Depending on the scenarios, you may not want individual subscriptions to receive all messages sent to a topic, if that’s the case then you can use rules and filters to define conditions that can trigger optional actions like filter specified messages and set or modify message properties.

Advanced features

Service Bus also has an advanced set of features that enable you to solve more complex messaging problems as depicted below,

Message sessions To guarantee a first-in, first-out (FIFO) approach in Service Bus, use sessions. Sessions enable joint and ordered handling of unbounded sequences of related messages.

Auto-forwarding

This feature enables you to chain a queue or subscription to another queue or topic that is a part of the same namespace. When auto-forwarding is enabled, Service Bus automatically removes messages that are placed in the first queue or subscription (source) and puts them in the second queue or topic (destination).

Dead-lettering

ASB also supports a dead-letter queue (DLQ) to hold messages that cannot be delivered to any receiver, or messages that cannot be processed.
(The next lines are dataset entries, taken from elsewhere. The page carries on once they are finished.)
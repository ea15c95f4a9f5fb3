//! File display.
//!
//! Replaces a file's contents on every render. Text is written to a
//! sibling temp file and renamed over the target, so a reader (a status
//! bar polling the file, say) never sees a half-written frame.

use std::path::{Path, PathBuf};

use super::{Decoration, DisplayTarget};
use crate::error::RenderError;

/// Display target backed by a file on disk.
#[derive(Debug)]
pub struct FileDisplay {
    name: String,
    path: PathBuf,
    staging: PathBuf,
    decoration: Decoration,
}

impl FileDisplay {
    /// Creates a display that writes to `path`.
    ///
    /// Nothing touches the filesystem until the first render.
    #[must_use]
    pub fn new(name: impl Into<String>, path: PathBuf, decoration: Decoration) -> Self {
        let staging = staging_path(&path);
        Self {
            name: name.into(),
            path,
            staging,
            decoration,
        }
    }

    /// Path of the file being rewritten.
    #[must_use]
    pub fn path(&self) -> &Path {
        &self.path
    }

    fn io_error(&self, source: std::io::Error) -> RenderError {
        RenderError::Io {
            target: self.name.clone(),
            source,
        }
    }
}

/// `dir/status.txt` → `dir/.status.txt.typewriter-tmp`
fn staging_path(path: &Path) -> PathBuf {
    let file_name = path
        .file_name()
        .map_or_else(|| "display".into(), |n| n.to_string_lossy().into_owned());
    path.with_file_name(format!(".{file_name}.typewriter-tmp"))
}

#[async_trait::async_trait]
impl DisplayTarget for FileDisplay {
    async fn render(&mut self, text: &str) -> Result<(), RenderError> {
        let mut contents = self.decoration.apply(text);
        contents.push('\n');

        if let Err(e) = tokio::fs::write(&self.staging, contents.as_bytes()).await {
            return Err(self.io_error(e));
        }
        if let Err(e) = tokio::fs::rename(&self.staging, &self.path).await {
            return Err(self.io_error(e));
        }
        Ok(())
    }

    fn name(&self) -> &str {
        &self.name
    }
}

#[cfg(test)]
mod tests {
    use super::*;

    #[test]
    fn test_staging_path_is_hidden_sibling() {
        let staging = staging_path(Path::new("/tmp/bar/status.txt"));
        assert_eq!(staging, PathBuf::from("/tmp/bar/.status.txt.typewriter-tmp"));
    }

    #[tokio::test]
    async fn test_render_replaces_contents() {
        let dir = tempfile::tempdir().unwrap();
        let path = dir.path().join("hero.txt");
        let mut display = FileDisplay::new(
            "hero",
            path.clone(),
            Decoration {
                prefix: String::new(),
                cursor: "|".to_string(),
            },
        );

        display.render("Ru").await.unwrap();
        assert_eq!(std::fs::read_to_string(&path).unwrap(), "Ru|\n");

        display.render("Rust").await.unwrap();
        assert_eq!(std::fs::read_to_string(&path).unwrap(), "Rust|\n");

        // The staging file never lingers after a successful render.
        assert!(!staging_path(&path).exists());
    }

    #[tokio::test]
    async fn test_missing_directory_is_render_error() {
        let dir = tempfile::tempdir().unwrap();
        let path = dir.path().join("missing").join("hero.txt");
        let mut display = FileDisplay::new("hero", path, Decoration::default());

        let err = display.render("G").await.unwrap_err();
        assert!(matches!(err, RenderError::Io { ref target, .. } if target == "hero"));
    }
}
You can then remove messages from the DLQ and inspect them.

Scheduled delivery

This feature enables you to process the messages on a scheduled basis i.e. by scheduling a job.

Message deferral

When a queue or subscription client receives a message that it is to be processed, but processing is not currently possible due to some special circumstances within the application, then the entity has the option to defer retrieval of the message to a later point. The message remains in the queue or subscription, but it is set aside.

Batching

Client-side batch processing enables a queue or topic client to delay sending a message for a certain period of time. If the client sends additional messages during this time period, it transmits the messages in a single batch.

Transactions

A transaction groups two or more operations together into an execution scope. Service Bus supports grouping operations against a single messaging entity (queue, topic, subscription) within the scope of a transaction.

Filtering and actions

Subscribers can define which messages they want to receive from a topic. These messages are specified in the form of one or more named subscription rules. For each matching rule condition, the subscription produces a copy of the message, which may be differently annotated for each matching rule.

Auto-delete on idle

This feature enables you to specify an idle interval after which the queue is automatically deleted. The minimum duration is 5 minutes.

Duplicate detection

This can be considered as the most important feature. If an error occurs that causes the client to have any doubt about the outcome of a send operation, duplicate detection takes the doubt out of these situations by enabling the sender to resend the same message, and the queue or topic discards any duplicate copies.